I remember like it was yesterday, my friend Keith telling me his phone got emails. Showing me. Back of his car, on the way to lunch, West Hollywood, Feb. 2, in the early ’Aughts — ’cause I said out loud, “It’s the day Sid Vicious died,” and he said, “Who? Look man … pictures too!! Out of thin air!”
Historians should mark the years with AS or BS — After Smartphone or Before Smartphone. Though some will argue the avalanche of BS started after.
I was arrested once without a phone. One of those BS years when you didn’t carry the damn thing everywhere, as if it was a box of hope about to ring and give you a prize, before leaving it at home became a reason for lunacy.
I snuck into a steel mill. Bethlehem, Pa. I’d been bragging about how big Pittsburgh’s industrial ruins were when a woman in a bar told me, “Bethlehem’s are bigger.” Size matters.
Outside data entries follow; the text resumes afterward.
use prost::Message;

/// A message persisted as the single object of its own storage space.
pub trait Record: Message + Default {
    const SPACE_ID: u32;

    /// Record name used in diagnostics.
    const NAME: &'static str;
}
//! Any-Operation Validator Entry Points
//!
//! Every external operation is addressed by its selector, see
//! [`modvalidation_interface::entry_point_selector`]. Arguments and results
//! are protobuf messages.

use modvalidation_interface::{ModuleError, Operation};
use prost::Message;

use crate::constants::*;

#[derive(Debug, Clone, Copy, PartialEq, Eq)]
#[repr(u32)]
pub enum EntryPoint {
    /// Decide whether an operation may run, consuming a matching allowance
    IsValidOperation = IS_VALID_OPERATION_ENTRY_POINT,
    /// Register a one-time allowance for the current transaction
    Allow = ALLOW_ENTRY_POINT,
    GetAllowances = GET_ALLOWANCES_ENTRY_POINT,
    AddSkipEntryPoint = ADD_SKIP_ENTRY_POINT_ENTRY_POINT,
    RemoveSkipEntryPoint = REMOVE_SKIP_ENTRY_POINT_ENTRY_POINT,
    GetSkipEntryPoints = GET_SKIP_ENTRY_POINTS_ENTRY_POINT,
    /// Bind the installing account
    OnInstall = ON_INSTALL_ENTRY_POINT,
    GetAccountId = GET_ACCOUNT_ID_ENTRY_POINT,
    Manifest = MANIFEST_ENTRY_POINT,
}

impl EntryPoint {
    pub const ALL: [EntryPoint; 9] = [
        EntryPoint::IsValidOperation,
        EntryPoint::Allow,
        EntryPoint::GetAllowances,
        EntryPoint::AddSkipEntryPoint,
        EntryPoint::RemoveSkipEntryPoint,
        EntryPoint::GetSkipEntryPoints,
        EntryPoint::OnInstall,
        EntryPoint::GetAccountId,
        EntryPoint::Manifest,
    ];

    pub fn name(&self) -> &'static str {
        match self {
            EntryPoint::IsValidOperation => "is_valid_operation",
            EntryPoint::Allow => "allow",
            EntryPoint::GetAllowances => "get_allowances",
            EntryPoint::AddSkipEntryPoint => "add_skip_entry_point",
            EntryPoint::RemoveSkipEntryPoint => "remove_skip_entry_point",
            EntryPoint::GetSkipEntryPoints => "get_skip_entry_points",
            EntryPoint::OnInstall => "on_install",
            EntryPoint::GetAccountId => "get_account_id",
            EntryPoint::Manifest => "manifest",
        }
    }

    pub fn selector(&self) -> u32 {
        *self as u32
    }

    /// Read-only entry points never write storage.
    pub fn is_read_only(&self) -> bool {
        matches!(
            self,
            EntryPoint::GetAllowances
                | EntryPoint::GetSkipEntryPoints
                | EntryPoint::GetAccountId
                | EntryPoint::Manifest
        )
    }
}

impl TryFrom<u32> for EntryPoint {
    type Error = ModuleError;

    fn try_from(value: u32) -> Result<Self, Self::Error> {
        EntryPoint::ALL
            .into_iter()
            .find(|entry_point| entry_point.selector() == value)
            .ok_or(ModuleError::UnknownEntryPoint(value))
    }
}

/// Arguments of `allow`.
///
/// `user` is optional; when set it must name the account the module is bound
/// to.
#[derive(Clone, PartialEq, Eq, Message)]
pub struct AllowArgs {
    #[prost(bytes = "vec", tag = "1")]
    pub user: Vec<u8>,
    #[prost(message, required, tag = "2")]
    pub operation: Operation,
}

impl AllowArgs {
    pub fn new(operation: Operation) -> Self {
        Self {
            user: Vec::new(),
            operation,
        }
    }

    pub fn for_user(user: Vec<u8>, operation: Operation) -> Self {
        Self { user, operation }
    }
}

/// Arguments of `add_skip_entry_point` and `remove_skip_entry_point`.
#[derive(Clone, Copy, PartialEq, Eq, Message)]
pub struct SkipEntryPointArgs {
    #[prost(uint32, tag = "1")]
    pub entry_point: u32,
}

impl SkipEntryPointArgs {
    pub fn new(entry_point: u32) -> Self {
        Self { entry_point }
    }
}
So, driving home from NYC, I pulled off Interstate 78, parked on Main Street by the old HQ and walked in.
There were signs. “Trespassing.” “Prosecuted to the full extent of the law.” The usual crap hung by folks with too many lawyers. There was a long avenue, brand-new, wide open and fenceless — I learned later they were trying to build a casino inside the place — and I thought, “If you don’t want me to enter, don’t build me a driveway.”
She was right. It was bigger. It was overwhelming. An entire integrated mill, intact. Like I’d found the Titanic at the bottom of the sea and the dining-room table was still set. The sun was shining and there was no wind, but it was freezing, a brutal winter’s day. The steel, if you caught a toe or touched the side of an ascending 90-foot blast furnace, felt like it was going to suck the blood out of you. It needed life, and the last living, breathing worker had left 10 years before. Bethlehem Steel had held out years longer than Pittsburgh, but the wolf finally came.
The cops came out of nowhere. A jeep swung around the tracks, had me dead to rights, I thought of Sting, “A gentleman will walk but never run.” I thought of Tom Reagan in “Miller’s Crossing,” “Nothing’ more foolish than a man chasin’ his hat.” I thought, it’s company security, they’re just gonna shout and toss me out. In five minutes, I was cuffed and sitting in a trailer.
There were two guys. The Captain wanted to use the full extent of the law of Bethlehem, and the Sergeant was none too happy, either. I knew there was trouble when the Captain asked if I wanted to use my phone call. “You can’t use a cell phone though, got it?” and slammed the door. The Sergeant sat there rubbing his face, flipping my driver’s license around in his other hand. I was worried. Then he asked me, “Where in Pittsburgh?” I thought…Oh, please, don’t be from Lebo.
We’d played baseball in the same park in Edgewood. He’d gone to Mr. D’s barber shop. He’d shopped at the “milk store” with his mom in Swissvale’s minimall behind St. A’s. His dad had worked at Union Switch, brought home destroyers from the Triangle. We were from the same place, 20 years apart.
A favor was cashed in, and five minutes later I was walking toward my car, the Captain telling me he never wanted to see me in Bethlehem again and the Sarge saying, “Just don’t frickin’ do something like this in February, dope. Jeep’s got no heat.” He laughed. He looked me in the eyes, and I realized, he’d worked here. The mill he’d left home to work for, he now stood guard for in a trailer. What he hadn’t seen in 25 years, I saw nearly everyday. I wondered how often he got back. The guys who left the burning boat that was Pittsburgh in the ’70s and ’80s, who had to leave to stay alive, who look back now and see somehow, by some miracle they’d missed, it stayed afloat.